Source information ::
********

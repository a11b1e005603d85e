// SPDX-License-Identifier: MPL-2.0
//! Host registration for the notification facade.
//!
//! The host's composition root owns an [`AppContext`] and installs plugins
//! into it. [`NotificationsPlugin`] makes one [`Notifications`] handle
//! reachable as a global property under each configured alias and as a
//! provided value under [`PROVIDE_KEY`]. Every path yields a clone of the
//! same handle.
//!
//! ```
//! use notification_center::plugin::{self, AppContext, ALIAS, LEGACY_ALIAS, PROVIDE_KEY};
//! use notification_center::notifications::{Notifications, ShowOptions};
//!
//! let mut app = AppContext::new();
//! let notifications = plugin::install(&mut app);
//!
//! let legacy: Notifications = app.global(LEGACY_ALIAS).expect("legacy alias");
//! let injected: Notifications = app.inject(PROVIDE_KEY).expect("provided handle");
//! legacy.warning("Disk almost full", ShowOptions::new());
//!
//! assert!(injected.is_visible());
//! assert!(notifications.ptr_eq(&app.global::<Notifications>(ALIAS).unwrap()));
//! ```

use crate::config::Defaults;
use crate::notifications::Notifications;
use std::any::Any;
use std::collections::HashMap;
use std::rc::Rc;

/// Legacy global property name.
pub const LEGACY_ALIAS: &str = "$toastr";

/// Current global property name.
pub const ALIAS: &str = "$notify";

/// Key under which the handle is provided for injection.
pub const PROVIDE_KEY: &str = "notifications";

/// Minimal composition root: named global properties plus provided values.
///
/// Values are stored type-erased and handed out as clones.
#[derive(Default)]
pub struct AppContext {
    globals: HashMap<String, Rc<dyn Any>>,
    provided: HashMap<String, Rc<dyn Any>>,
}

impl AppContext {
    #[must_use]
    pub fn new() -> Self {
        Self::default()
    }

    /// Installs `plugin` into this context.
    pub fn use_plugin(&mut self, plugin: &impl Plugin) -> &mut Self {
        plugin.install(self);
        self
    }

    /// Registers a global property, replacing any previous value of that name.
    pub fn set_global<T: Clone + 'static>(&mut self, name: impl Into<String>, value: T) {
        self.globals.insert(name.into(), Rc::new(value));
    }

    /// Returns a clone of the global property `name` if it holds a `T`.
    #[must_use]
    pub fn global<T: Clone + 'static>(&self, name: &str) -> Option<T> {
        self.globals
            .get(name)
            .and_then(|value| value.downcast_ref::<T>())
            .cloned()
    }

    /// Provides `value` for injection under `key`.
    pub fn provide<T: Clone + 'static>(&mut self, key: impl Into<String>, value: T) {
        self.provided.insert(key.into(), Rc::new(value));
    }

    /// Returns a clone of the value provided under `key` if it holds a `T`.
    #[must_use]
    pub fn inject<T: Clone + 'static>(&self, key: &str) -> Option<T> {
        self.provided
            .get(key)
            .and_then(|value| value.downcast_ref::<T>())
            .cloned()
    }

    /// Names of all registered global properties, sorted.
    #[must_use]
    pub fn global_names(&self) -> Vec<&str> {
        let mut names: Vec<&str> = self.globals.keys().map(String::as_str).collect();
        names.sort_unstable();
        names
    }
}

impl std::fmt::Debug for AppContext {
    fn fmt(&self, f: &mut std::fmt::Formatter<'_>) -> std::fmt::Result {
        let mut provided: Vec<&str> = self.provided.keys().map(String::as_str).collect();
        provided.sort_unstable();
        f.debug_struct("AppContext")
            .field("globals", &self.global_names())
            .field("provided", &provided)
            .finish()
    }
}

/// Something that can register itself with an [`AppContext`].
pub trait Plugin {
    fn install(&self, app: &mut AppContext);
}

/// Registers a [`Notifications`] handle with the host.
#[derive(Debug, Clone)]
pub struct NotificationsPlugin {
    notifications: Notifications,
    aliases: Vec<String>,
}

impl NotificationsPlugin {
    /// Wraps `notifications`, registering it under [`LEGACY_ALIAS`] and
    /// [`ALIAS`].
    #[must_use]
    pub fn new(notifications: Notifications) -> Self {
        Self {
            notifications,
            aliases: vec![LEGACY_ALIAS.to_string(), ALIAS.to_string()],
        }
    }

    /// Replaces the global alias list. An empty list registers no globals;
    /// the handle is still provided under [`PROVIDE_KEY`].
    #[must_use]
    pub fn with_aliases<I, S>(mut self, aliases: I) -> Self
    where
        I: IntoIterator<Item = S>,
        S: Into<String>,
    {
        self.aliases = aliases.into_iter().map(Into::into).collect();
        self
    }

    #[must_use]
    pub fn notifications(&self) -> &Notifications {
        &self.notifications
    }
}

impl Plugin for NotificationsPlugin {
    fn install(&self, app: &mut AppContext) {
        for alias in &self.aliases {
            app.set_global(alias.clone(), self.notifications.clone());
        }
        app.provide(PROVIDE_KEY, self.notifications.clone());
        tracing::debug!(aliases = ?self.aliases, key = PROVIDE_KEY, "notifications installed");
    }
}

/// Creates a handle with the built-in defaults and installs it with the
/// standard aliases. Returns the handle.
pub fn install(app: &mut AppContext) -> Notifications {
    install_with_defaults(app, Defaults::default())
}

/// Like [`install`], with a caller-supplied defaults table.
pub fn install_with_defaults(app: &mut AppContext, defaults: Defaults) -> Notifications {
    let plugin = NotificationsPlugin::new(Notifications::with_defaults(defaults));
    app.use_plugin(&plugin);
    plugin.notifications
}

#[cfg(test)]
mod tests {
    use super::*;
    use crate::notifications::ShowOptions;

    #[test]
    fn install_registers_all_three_paths() {
        let mut app = AppContext::new();
        let notifications = install(&mut app);

        let legacy: Notifications = app.global(LEGACY_ALIAS).unwrap();
        let current: Notifications = app.global(ALIAS).unwrap();
        let injected: Notifications = app.inject(PROVIDE_KEY).unwrap();

        assert!(notifications.ptr_eq(&legacy));
        assert!(notifications.ptr_eq(&current));
        assert!(notifications.ptr_eq(&injected));
        assert_eq!(app.global_names(), vec![ALIAS, LEGACY_ALIAS]);
    }

    #[test]
    fn every_path_drives_the_same_state() {
        let mut app = AppContext::new();
        install(&mut app);

        let legacy: Notifications = app.global(LEGACY_ALIAS).unwrap();
        let injected: Notifications = app.inject(PROVIDE_KEY).unwrap();

        legacy.error("Save failed", ShowOptions::new());
        assert_eq!(injected.message(), "Save failed");

        injected.hide();
        assert!(!legacy.is_visible());
    }

    #[test]
    fn custom_aliases_replace_the_defaults() {
        let mut app = AppContext::new();
        let plugin = NotificationsPlugin::new(Notifications::new()).with_aliases(["$toast"]);
        app.use_plugin(&plugin);

        assert!(app.global::<Notifications>("$toast").is_some());
        assert!(app.global::<Notifications>(LEGACY_ALIAS).is_none());
        assert!(app.inject::<Notifications>(PROVIDE_KEY).is_some());
    }

    #[test]
    fn empty_alias_list_still_provides() {
        let mut app = AppContext::new();
        let plugin = NotificationsPlugin::new(Notifications::new()).with_aliases(Vec::<String>::new());
        app.use_plugin(&plugin);

        assert!(app.global_names().is_empty());
        let injected: Notifications = app.inject(PROVIDE_KEY).unwrap();
        assert!(injected.ptr_eq(plugin.notifications()));
    }

    #[test]
    fn lookup_with_wrong_type_is_none() {
        let mut app = AppContext::new();
        app.set_global("$answer", 42_u32);
        install(&mut app);

        assert_eq!(app.global::<u32>("$answer"), Some(42));
        assert!(app.global::<String>("$answer").is_none());
        assert!(app.inject::<u32>(PROVIDE_KEY).is_none());
        assert!(app.inject::<Notifications>("missing").is_none());
    }

    #[test]
    fn install_with_defaults_uses_the_table() {
        let mut app = AppContext::new();
        let defaults = Defaults {
            error_timeout_ms: 0,
            ..Defaults::default()
        };
        install_with_defaults(&mut app, defaults);

        let notifications: Notifications = app.global(ALIAS).unwrap();
        notifications.error("sticky", ShowOptions::new());
        assert_eq!(notifications.timeout_ms(), 0);
    }
}
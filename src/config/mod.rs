// SPDX-License-Identifier: MPL-2.0
//! Loading and saving the per-severity defaults table to a
//! `notifications.toml` file.
//!
//! # Examples
//!
//! ```no_run
//! use notification_center::config::{self, Defaults};
//! use std::path::PathBuf;
//!
//! // Load the installation's defaults, or the built-in ones
//! let mut defaults = config::load("MyApp").unwrap_or_default();
//!
//! // Keep errors on screen a little longer
//! defaults.error_timeout_ms = 8000;
//! config::save("MyApp", &defaults).expect("Failed to save defaults");
//!
//! // To load/save from a specific path (e.g., for testing)
//! let temp_file = PathBuf::from("./temp_config_dir/notifications.toml");
//! config::save_to_path(&defaults, &temp_file).expect("Failed to save to path");
//! let loaded = config::load_from_path(&temp_file).expect("Failed to load from path");
//! assert_eq!(loaded.error_timeout_ms, 8000);
//! ```

pub mod defaults;

use crate::error::Result;
use serde::{Deserialize, Serialize};
use std::fs;
use std::path::{Path, PathBuf};

pub use defaults::{
    DEFAULT_TIMEOUT_MS, ERROR_ICON, ERROR_TIMEOUT_MS, INFO_ICON, SUCCESS_ICON, WARNING_ICON,
};

const CONFIG_FILE: &str = "notifications.toml";

/// Values the facade applies when a caller leaves an option unset.
///
/// Any field missing from a file keeps its built-in value.
#[derive(Debug, Clone, PartialEq, Eq, Serialize, Deserialize)]
#[serde(default)]
pub struct Defaults {
    /// Timeout for `show`, `success`, `warning` and `info`.
    pub timeout_ms: i64,
    /// Timeout for `error`.
    pub error_timeout_ms: i64,
    pub success_icon: String,
    pub error_icon: String,
    pub warning_icon: String,
    pub info_icon: String,
}

impl Default for Defaults {
    fn default() -> Self {
        Self {
            timeout_ms: DEFAULT_TIMEOUT_MS,
            error_timeout_ms: ERROR_TIMEOUT_MS,
            success_icon: SUCCESS_ICON.to_string(),
            error_icon: ERROR_ICON.to_string(),
            warning_icon: WARNING_ICON.to_string(),
            info_icon: INFO_ICON.to_string(),
        }
    }
}

fn get_default_config_path(app_name: &str) -> Option<PathBuf> {
    dirs::config_dir().map(|mut path| {
        path.push(app_name);
        path.push(CONFIG_FILE);
        path
    })
}

/// Loads the defaults for `app_name` from the user's config directory.
///
/// Returns the built-in defaults when no file exists.
pub fn load(app_name: &str) -> Result<Defaults> {
    if let Some(path) = get_default_config_path(app_name) {
        if path.exists() {
            return load_from_path(&path);
        }
    }
    Ok(Defaults::default())
}

pub fn save(app_name: &str, defaults: &Defaults) -> Result<()> {
    if let Some(path) = get_default_config_path(app_name) {
        return save_to_path(defaults, &path);
    }
    Ok(())
}

/// Reads a defaults file. An unparsable file yields the built-in defaults.
pub fn load_from_path(path: &Path) -> Result<Defaults> {
    let content = fs::read_to_string(path)?;
    match toml::from_str(&content) {
        Ok(defaults) => Ok(defaults),
        Err(err) => {
            tracing::warn!(path = %path.display(), error = %err, "ignoring invalid notification defaults");
            Ok(Defaults::default())
        }
    }
}

pub fn save_to_path(defaults: &Defaults, path: &Path) -> Result<()> {
    if let Some(parent) = path.parent() {
        fs::create_dir_all(parent)?;
    }
    let content = toml::to_string_pretty(defaults)?;
    fs::write(path, content)?;
    Ok(())
}
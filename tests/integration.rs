// SPDX-License-Identifier: MPL-2.0
use notification_center::config::{self, Defaults};
use notification_center::notifications::{NotificationState, Notifications, Severity, ShowOptions};
use notification_center::plugin::{self, AppContext, ALIAS, LEGACY_ALIAS, PROVIDE_KEY};
use std::cell::RefCell;
use std::rc::Rc;
use tempfile::tempdir;

#[test]
fn error_scenario_sets_error_defaults() {
    let notifications = Notifications::new();
    notifications.error("Save failed", ShowOptions::new());

    assert_eq!(
        notifications.snapshot(),
        NotificationState {
            visible: true,
            message: "Save failed".to_string(),
            severity: Severity::Error,
            timeout_ms: 6000,
            icon: Some("mdi-alert-circle".to_string()),
        }
    );
}

#[test]
fn success_scenario_with_custom_timeout() {
    let notifications = Notifications::new();
    notifications.success("Saved", ShowOptions::new().timeout(2000));

    assert_eq!(
        notifications.snapshot(),
        NotificationState {
            visible: true,
            message: "Saved".to_string(),
            severity: Severity::Success,
            timeout_ms: 2000,
            icon: Some("mdi-check-circle".to_string()),
        }
    );
}

#[test]
fn show_scenario_with_custom_color() {
    let notifications = Notifications::new();
    notifications.show("Hi", ShowOptions::new().color("secondary"));

    assert_eq!(
        notifications.snapshot(),
        NotificationState {
            visible: true,
            message: "Hi".to_string(),
            severity: Severity::Custom("secondary".to_string()),
            timeout_ms: 4000,
            icon: None,
        }
    );
}

#[test]
fn explicit_color_overrides_error_tag() {
    let notifications = Notifications::new();
    notifications.error("Odd", ShowOptions::new().color("purple"));

    assert_eq!(notifications.severity().as_str(), "purple");
    assert_eq!(notifications.timeout_ms(), 6000);
    assert_eq!(notifications.icon().as_deref(), Some("mdi-alert-circle"));
}

#[test]
fn renderer_follows_state_through_host_registration() {
    let mut app = AppContext::new();
    plugin::install(&mut app);

    // A renderer injects the handle and records what it would draw.
    let renderer: Notifications = app.inject(PROVIDE_KEY).expect("provided handle");
    let frames = Rc::new(RefCell::new(Vec::new()));
    let sink = Rc::clone(&frames);
    renderer.subscribe(move |state| sink.borrow_mut().push(state.clone()));

    let legacy: Notifications = app.global(LEGACY_ALIAS).expect("legacy alias");
    let current: Notifications = app.global(ALIAS).expect("current alias");
    legacy.info("Syncing", ShowOptions::new());
    current.success("Synced", ShowOptions::new());
    current.hide();
    legacy.hide();

    let frames = frames.borrow();
    assert_eq!(frames.len(), 3);
    assert_eq!(frames[0].message, "Syncing");
    assert_eq!(frames[1].severity, Severity::Success);
    assert!(!frames[2].visible);
    assert_eq!(frames[2].message, "Synced");
}

#[test]
fn snapshot_serializes_with_read_contract_names() {
    let notifications = Notifications::new();
    notifications.warning("Low battery", ShowOptions::new());

    let json = serde_json::to_value(notifications.snapshot()).expect("serialize snapshot");
    assert_eq!(
        json,
        serde_json::json!({
            "visible": true,
            "message": "Low battery",
            "severity": "warning",
            "timeoutMs": 4000,
            "icon": "mdi-alert",
        })
    );

    let back: NotificationState = serde_json::from_value(json).expect("deserialize snapshot");
    assert_eq!(back, notifications.snapshot());
}

#[test]
fn defaults_file_drives_installed_facade() {
    let dir = tempdir().expect("Failed to create temporary directory");
    let path = dir.path().join("notifications.toml");

    let defaults = Defaults {
        timeout_ms: 3000,
        warning_icon: "mdi-alert-octagon".to_string(),
        ..Defaults::default()
    };
    config::save_to_path(&defaults, &path).expect("Failed to write defaults file");
    let loaded = config::load_from_path(&path).expect("Failed to load defaults file");

    let mut app = AppContext::new();
    let notifications = plugin::install_with_defaults(&mut app, loaded);
    notifications.warning("Careful", ShowOptions::new());

    assert_eq!(notifications.timeout_ms(), 3000);
    assert_eq!(notifications.icon().as_deref(), Some("mdi-alert-octagon"));

    dir.close().expect("Failed to close temporary directory");
}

********

Exercise goal ::
Only those lines of the entries above that run from the line containing "pub fn use_plugin(&mut" to the line containing "fn fmt(&self, f: &mut", both included, should be transcribed exactly.

Output below ::
    pub fn use_plugin(&mut self, plugin: &impl Plugin) -> &mut Self {
        plugin.install(self);
        self
    }

    /// Registers a global property, replacing any previous value of that name.
    pub fn set_global<T: Clone + 'static>(&mut self, name: impl Into<String>, value: T) {
        self.globals.insert(name.into(), Rc::new(value));
    }

    /// Returns a clone of the global property `name` if it holds a `T`.
    #[must_use]
    pub fn global<T: Clone + 'static>(&self, name: &str) -> Option<T> {
        self.globals
            .get(name)
            .and_then(|value| value.downcast_ref::<T>())
            .cloned()
    }

    /// Provides `value` for injection under `key`.
    pub fn provide<T: Clone + 'static>(&mut self, key: impl Into<String>, value: T) {
        self.provided.insert(key.into(), Rc::new(value));
    }

    /// Returns a clone of the value provided under `key` if it holds a `T`.
    #[must_use]
    pub fn inject<T: Clone + 'static>(&self, key: &str) -> Option<T> {
        self.provided
            .get(key)
            .and_then(|value| value.downcast_ref::<T>())
            .cloned()
    }

    /// Names of all registered global properties, sorted.
    #[must_use]
    pub fn global_names(&self) -> Vec<&str> {
        let mut names: Vec<&str> = self.globals.keys().map(String::as_str).collect();
        names.sort_unstable();
        names
    }
}

impl std::fmt::Debug for AppContext {
    fn fmt(&self, f: &mut std::fmt::Formatter<'_>) -> std::fmt::Result {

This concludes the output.